North of the service centre, things started to move but ground to a halt ever time we reached another exchange. True to my new observation, the right lanes moved the fastest most of the time but I was aggressive in switching to whichever one as progressing best. It is easier to do this on a bike which can slip into small gaps and would be virtually impossible with more than one. On the other hand, if this was California, I would have been long gone after splitting lanes.
Sandy took lots of pictures of white weeds along the roadside. There are reports out of Sudbury that giant hogweed, an invasive, noxious and dangerous weed, has been found in town and she wondered if any of the white flowers we saw were the same thing. I personally think these are way too short.

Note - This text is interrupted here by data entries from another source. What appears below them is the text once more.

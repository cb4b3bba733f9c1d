//! CLI entry and dispatch.

use std::path::PathBuf;

use anyhow::{Context, Result};
use clap::Parser;

use finsense_core::api::ApiClient;
use finsense_core::config::Config;

mod commands;

#[derive(Parser)]
#[command(name = "finsense")]
#[command(version = "0.1")]
#[command(about = "FinSense terminal client: financial Q&A and budget forecasting")]
struct Cli {
    #[command(subcommand)]
    command: Option<Commands>,
}

#[derive(clap::Subcommand)]
enum Commands {
    /// Sign in and store the session
    Login {
        /// Username (prompted when omitted)
        #[arg(short, long)]
        username: Option<String>,

        /// Password (prompted when omitted)
        #[arg(short, long)]
        password: Option<String>,
    },

    /// Create an account and sign in
    Register {
        /// Email address (prompted when omitted)
        #[arg(long)]
        email: Option<String>,

        /// Username (prompted when omitted)
        #[arg(short, long)]
        username: Option<String>,

        /// Full name (prompted when omitted)
        #[arg(long = "full-name")]
        full_name: Option<String>,

        /// Password (prompted when omitted)
        #[arg(short, long)]
        password: Option<String>,
    },

    /// Sign out and clear the stored session
    Logout,

    /// Show the signed-in profile
    Whoami,

    /// Ask the assistant (interactive chat when no question is given)
    Chat {
        /// One-shot question; omit for interactive mode
        question: Option<String>,
    },

    /// Budget forecasting from transaction statements
    Budget {
        #[command(subcommand)]
        command: BudgetCommands,
    },

    /// Manage configuration
    Config {
        #[command(subcommand)]
        command: ConfigCommands,
    },
}

#[derive(clap::Subcommand)]
enum BudgetCommands {
    /// Upload statements and generate a forecast
    Predict {
        /// Transaction statement files (.xlsx)
        #[arg(value_name = "FILE")]
        files: Vec<PathBuf>,

        /// Monthly income
        #[arg(long)]
        income: String,

        /// Savings target
        #[arg(long)]
        savings: String,

        /// Where to write the forecast chart (default: budget_forecast.png)
        #[arg(long, value_name = "PATH")]
        chart: Option<PathBuf>,
    },

    /// Download a spreadsheet produced by the last forecast
    Download {
        /// The per-transaction classification spreadsheet
        #[arg(long)]
        classification: bool,

        /// The budget forecast spreadsheet
        #[arg(long)]
        budget: bool,

        /// Output path override
        #[arg(short, long, value_name = "PATH")]
        output: Option<PathBuf>,
    },
}

#[derive(clap::Subcommand)]
enum ConfigCommands {
    /// Show the path to the config file
    Path,
    /// Initialize a default config file (if not present)
    Init,
    /// Set the backend base URL
    SetUrl {
        #[arg(value_name = "URL")]
        url: String,
    },
}

pub fn run() -> Result<()> {
    let cli = Cli::parse();

    finsense_core::logging::init();

    // one tokio runtime for everything
    let rt = tokio::runtime::Runtime::new().context("create tokio runtime")?;

    rt.block_on(async move { dispatch(cli).await })
}

async fn dispatch(cli: Cli) -> Result<()> {
    let config = Config::load().context("load config")?;

    // default to chat mode
    let Some(command) = cli.command else {
        let client = ApiClient::new(&config).context("create API client")?;
        return commands::chat::run(&client, None).await;
    };

    match command {
        Commands::Login { username, password } => {
            let client = ApiClient::new(&config)?;
            commands::auth::login(&client, username.as_deref(), password.as_deref()).await
        }

        Commands::Register {
            email,
            username,
            full_name,
            password,
        } => {
            let client = ApiClient::new(&config)?;
            commands::auth::register(
                &client,
                email.as_deref(),
                username.as_deref(),
                full_name.as_deref(),
                password.as_deref(),
            )
            .await
        }

        Commands::Logout => commands::auth::logout(),

        Commands::Whoami => {
            let client = ApiClient::new(&config)?;
            commands::auth::whoami(&client).await
        }

        Commands::Chat { question } => {
            let client = ApiClient::new(&config)?;
            commands::chat::run(&client, question.as_deref()).await
        }

        Commands::Budget { command } => {
            let client = ApiClient::new(&config)?;
            match command {
                BudgetCommands::Predict {
                    files,
                    income,
                    savings,
                    chart,
                } => {
                    commands::budget::predict(&client, &files, &income, &savings, chart.as_deref())
                        .await
                }
                BudgetCommands::Download {
                    classification,
                    budget,
                    output,
                } => commands::budget::download(&client, classification, budget, output).await,
            }
        }

        Commands::Config { command } => match command {
            ConfigCommands::Path => commands::config::path(),
            ConfigCommands::Init => commands::config::init(),
            ConfigCommands::SetUrl { url } => commands::config::set_url(&url),
        },
    }
}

North of Barrie, traffic thinned out quite a bit as most of the GTA escapees headed up Highway 11 to cottage country. I set the cruise at 19 over and found most of the vehicles going by me. We stopped at Waubaushene for our last bit of fuel, a protein bar and a 5 Hour Energy shot. Then we stopped again at Pointe Au Baril for a comfort stop for Sandy. It was cooling and the shadows were getting longer so I kept the pace down as I watched for moose, deer and bear. None were seen.
We reached the Greater Sudbury city limits at 9:02 and were in our driveway by 9:25. Not a bad run. I got a note from Ron that said they reached Rochester by 8:30 after a long holdup on the bridge to the USA and a rough ride along the road bordering Lake Ontario.

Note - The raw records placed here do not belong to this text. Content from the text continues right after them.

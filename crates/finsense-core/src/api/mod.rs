//! Backend API surface: endpoint registry, wire types, errors, and the
//! HTTP client that ties them together.

pub mod client;
pub mod endpoints;
pub mod error;
pub mod types;

pub use client::ApiClient;
pub use error::{ApiError, ApiErrorKind};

It was sad to see another trip to come to an end but we had memories of a good time and good company. Plus we'll be seeing the crew again in Maine before too many weeks go by. Thanks Ron, Laurie, Brad and Judy for sharing the road with us.
Today's Route (343 Miles):
Note that Google Maps seems to think that there is no ramp from the Toronto bound Queen Elizabeth Way to the Eastbound 407 ETR. In fact, there is.